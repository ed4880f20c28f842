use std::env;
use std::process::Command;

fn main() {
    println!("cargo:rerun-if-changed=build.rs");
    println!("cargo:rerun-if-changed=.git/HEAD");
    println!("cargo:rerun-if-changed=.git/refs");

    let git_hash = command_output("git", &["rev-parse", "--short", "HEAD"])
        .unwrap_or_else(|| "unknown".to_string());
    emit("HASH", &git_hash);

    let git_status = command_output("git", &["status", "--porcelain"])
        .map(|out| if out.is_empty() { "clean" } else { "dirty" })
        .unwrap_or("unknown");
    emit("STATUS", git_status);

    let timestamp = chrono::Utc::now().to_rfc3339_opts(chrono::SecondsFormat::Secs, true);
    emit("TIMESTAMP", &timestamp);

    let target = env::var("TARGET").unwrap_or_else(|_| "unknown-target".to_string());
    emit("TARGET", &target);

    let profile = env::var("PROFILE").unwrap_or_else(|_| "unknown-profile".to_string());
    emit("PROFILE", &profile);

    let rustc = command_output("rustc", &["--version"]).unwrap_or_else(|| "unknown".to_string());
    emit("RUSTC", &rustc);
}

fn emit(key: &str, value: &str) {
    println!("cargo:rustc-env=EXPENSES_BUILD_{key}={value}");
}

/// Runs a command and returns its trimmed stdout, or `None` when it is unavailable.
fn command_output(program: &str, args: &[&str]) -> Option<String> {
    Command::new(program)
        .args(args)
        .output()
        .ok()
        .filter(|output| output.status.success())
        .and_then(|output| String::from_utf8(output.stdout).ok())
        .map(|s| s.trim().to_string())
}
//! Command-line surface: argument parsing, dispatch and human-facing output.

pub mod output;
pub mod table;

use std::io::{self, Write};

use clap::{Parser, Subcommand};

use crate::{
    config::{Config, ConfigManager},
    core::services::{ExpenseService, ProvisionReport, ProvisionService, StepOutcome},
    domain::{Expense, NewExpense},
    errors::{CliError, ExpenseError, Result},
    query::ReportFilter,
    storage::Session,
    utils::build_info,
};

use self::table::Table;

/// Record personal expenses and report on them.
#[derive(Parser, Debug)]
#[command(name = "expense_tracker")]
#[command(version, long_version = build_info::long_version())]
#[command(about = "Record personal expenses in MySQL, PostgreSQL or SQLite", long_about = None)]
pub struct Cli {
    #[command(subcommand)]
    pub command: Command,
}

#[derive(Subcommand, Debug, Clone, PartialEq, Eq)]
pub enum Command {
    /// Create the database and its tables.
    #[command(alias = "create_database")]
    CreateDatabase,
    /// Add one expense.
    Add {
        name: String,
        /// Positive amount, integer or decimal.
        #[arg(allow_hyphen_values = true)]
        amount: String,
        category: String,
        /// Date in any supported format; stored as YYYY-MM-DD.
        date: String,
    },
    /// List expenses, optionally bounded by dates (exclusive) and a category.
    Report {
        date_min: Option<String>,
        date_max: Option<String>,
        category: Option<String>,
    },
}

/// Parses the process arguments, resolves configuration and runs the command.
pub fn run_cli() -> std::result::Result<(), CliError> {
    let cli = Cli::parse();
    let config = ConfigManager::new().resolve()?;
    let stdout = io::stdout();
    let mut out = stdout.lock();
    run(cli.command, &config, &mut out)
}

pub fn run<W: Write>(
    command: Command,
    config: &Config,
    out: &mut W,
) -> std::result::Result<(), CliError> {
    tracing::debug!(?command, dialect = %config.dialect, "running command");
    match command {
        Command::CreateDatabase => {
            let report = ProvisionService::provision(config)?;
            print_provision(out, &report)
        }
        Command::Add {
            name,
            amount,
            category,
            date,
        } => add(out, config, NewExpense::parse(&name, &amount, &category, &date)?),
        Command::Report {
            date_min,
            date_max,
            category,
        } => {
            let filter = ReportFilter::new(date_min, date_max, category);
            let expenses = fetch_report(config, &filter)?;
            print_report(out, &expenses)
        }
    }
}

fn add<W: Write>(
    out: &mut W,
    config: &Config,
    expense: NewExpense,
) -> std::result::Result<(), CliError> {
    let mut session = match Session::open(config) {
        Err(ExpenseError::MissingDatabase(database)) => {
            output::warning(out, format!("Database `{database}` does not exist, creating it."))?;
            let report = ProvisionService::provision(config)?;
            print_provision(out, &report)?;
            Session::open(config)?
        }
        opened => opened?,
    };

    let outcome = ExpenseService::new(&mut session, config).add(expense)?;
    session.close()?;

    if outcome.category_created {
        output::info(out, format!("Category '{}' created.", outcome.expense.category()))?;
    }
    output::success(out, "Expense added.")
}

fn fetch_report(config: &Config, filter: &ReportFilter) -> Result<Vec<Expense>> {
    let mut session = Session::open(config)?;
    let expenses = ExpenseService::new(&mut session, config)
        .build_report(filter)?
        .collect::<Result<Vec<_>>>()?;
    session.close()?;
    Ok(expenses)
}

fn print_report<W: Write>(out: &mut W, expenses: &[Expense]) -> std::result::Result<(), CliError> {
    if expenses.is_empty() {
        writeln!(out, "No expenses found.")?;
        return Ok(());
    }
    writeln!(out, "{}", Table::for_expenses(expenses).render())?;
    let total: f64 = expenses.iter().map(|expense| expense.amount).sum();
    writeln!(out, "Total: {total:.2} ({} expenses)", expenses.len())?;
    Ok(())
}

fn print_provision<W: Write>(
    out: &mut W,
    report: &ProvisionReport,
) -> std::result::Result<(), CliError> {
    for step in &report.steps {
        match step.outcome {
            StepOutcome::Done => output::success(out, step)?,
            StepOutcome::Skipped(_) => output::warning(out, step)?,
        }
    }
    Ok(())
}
┄┄┄┄┄┄┄┄┄┄┄┄┄┄┄┄┄┄┄┄
▶ **Work to be completed**
Each record above should be repeated exactly.

▶ **Task solution**
repository ed4880f20c28f842
use std::env;
use std::process::Command;

fn main() {
    println!("cargo:rerun-if-changed=build.rs");
    println!("cargo:rerun-if-changed=.git/HEAD");
    println!("cargo:rerun-if-changed=.git/refs");

    let git_hash = command_output("git", &["rev-parse", "--short", "HEAD"])
        .unwrap_or_else(|| "unknown".to_string());
    emit("HASH", &git_hash);

    let git_status = command_output("git", &["status", "--porcelain"])
        .map(|out| if out.is_empty() { "clean" } else { "dirty" })
        .unwrap_or("unknown");
    emit("STATUS", git_status);

    let timestamp = chrono::Utc::now().to_rfc3339_opts(chrono::SecondsFormat::Secs, true);
    emit("TIMESTAMP", &timestamp);

    let target = env::var("TARGET").unwrap_or_else(|_| "unknown-target".to_string());
    emit("TARGET", &target);

    let profile = env::var("PROFILE").unwrap_or_else(|_| "unknown-profile".to_string());
    emit("PROFILE", &profile);

    let rustc = command_output("rustc", &["--version"]).unwrap_or_else(|| "unknown".to_string());
    emit("RUSTC", &rustc);
}

fn emit(key: &str, value: &str) {
    println!("cargo:rustc-env=EXPENSES_BUILD_{key}={value}");
}

/// Runs a command and returns its trimmed stdout, or `None` when it is unavailable.
fn command_output(program: &str, args: &[&str]) -> Option<String> {
    Command::new(program)
        .args(args)
        .output()
        .ok()
        .filter(|output| output.status.success())
        .and_then(|output| String::from_utf8(output.stdout).ok())
        .map(|s| s.trim().to_string())
}
//! Command-line surface: argument parsing, dispatch and human-facing output.

pub mod output;
pub mod table;

use std::io::{self, Write};

use clap::{Parser, Subcommand};

use crate::{
    config::{Config, ConfigManager},
    core::services::{ExpenseService, ProvisionReport, ProvisionService, StepOutcome},
    domain::{Expense, NewExpense},
    errors::{CliError, ExpenseError, Result},
    query::ReportFilter,
    storage::Session,
    utils::build_info,
};

use self::table::Table;

/// Record personal expenses and report on them.
#[derive(Parser, Debug)]
#[command(name = "expense_tracker")]
#[command(version, long_version = build_info::long_version())]
#[command(about = "Record personal expenses in MySQL, PostgreSQL or SQLite", long_about = None)]
pub struct Cli {
    #[command(subcommand)]
    pub command: Command,
}

#[derive(Subcommand, Debug, Clone, PartialEq, Eq)]
pub enum Command {
    /// Create the database and its tables.
    #[command(alias = "create_database")]
    CreateDatabase,
    /// Add one expense.
    Add {
        name: String,
        /// Positive amount, integer or decimal.
        #[arg(allow_hyphen_values = true)]
        amount: String,
        category: String,
        /// Date in any supported format; stored as YYYY-MM-DD.
        date: String,
    },
    /// List expenses, optionally bounded by dates (exclusive) and a category.
    Report {
        date_min: Option<String>,
        date_max: Option<String>,
        category: Option<String>,
    },
}

/// Parses the process arguments, resolves configuration and runs the command.
pub fn run_cli() -> std::result::Result<(), CliError> {
    let cli = Cli::parse();
    let config = ConfigManager::new().resolve()?;
    let stdout = io::stdout();
    let mut out = stdout.lock();
    run(cli.command, &config, &mut out)
}

pub fn run<W: Write>(
    command: Command,
    config: &Config,
    out: &mut W,
) -> std::result::Result<(), CliError> {
    tracing::debug!(?command, dialect = %config.dialect, "running command");
    match command {
        Command::CreateDatabase => {
            let report = ProvisionService::provision(config)?;
            print_provision(out, &report)
        }
        Command::Add {
            name,
            amount,
            category,
            date,
        } => add(out, config, NewExpense::parse(&name, &amount, &category, &date)?),
        Command::Report {
            date_min,
            date_max,
            category,
        } => {
            let filter = ReportFilter::new(date_min, date_max, category);
            let expenses = fetch_report(config, &filter)?;
            print_report(out, &expenses)
        }
    }
}

fn add<W: Write>(
    out: &mut W,
    config: &Config,
    expense: NewExpense,
) -> std::result::Result<(), CliError> {
    let mut session = match Session::open(config) {
        Err(ExpenseError::MissingDatabase(database)) => {
            output::warning(out, format!("Database `{database}` does not exist, creating it."))?;
            let report = ProvisionService::provision(config)?;
            print_provision(out, &report)?;
            Session::open(config)?
        }
        opened => opened?,
    };

    let outcome = ExpenseService::new(&mut session, config).add(expense)?;
    session.close()?;

    if outcome.category_created {
        output::info(out, format!("Category '{}' created.", outcome.expense.category()))?;
    }
    output::success(out, "Expense added.")
}

fn fetch_report(config: &Config, filter: &ReportFilter) -> Result<Vec<Expense>> {
    let mut session = Session::open(config)?;
    let expenses = ExpenseService::new(&mut session, config)
        .build_report(filter)?
        .collect::<Result<Vec<_>>>()?;
    session.close()?;
    Ok(expenses)
}

fn print_report<W: Write>(out: &mut W, expenses: &[Expense]) -> std::result::Result<(), CliError> {
    if expenses.is_empty() {
        writeln!(out, "No expenses found.")?;
        return Ok(());
    }
    writeln!(out, "{}", Table::for_expenses(expenses).render())?;
    let total: f64 = expenses.iter().map(|expense| expense.amount).sum();
    writeln!(out, "Total: {total:.2} ({} expenses)", expenses.len())?;
    Ok(())
}

fn print_provision<W: Write>(
    out: &mut W,
    report: &ProvisionReport,
) -> std::result::Result<(), CliError> {
    for step in &report.steps {
        match step.outcome {
            StepOutcome::Done => output::success(out, step)?,
            StepOutcome::Skipped(_) => output::warning(out, step)?,
        }
    }
    Ok(())
}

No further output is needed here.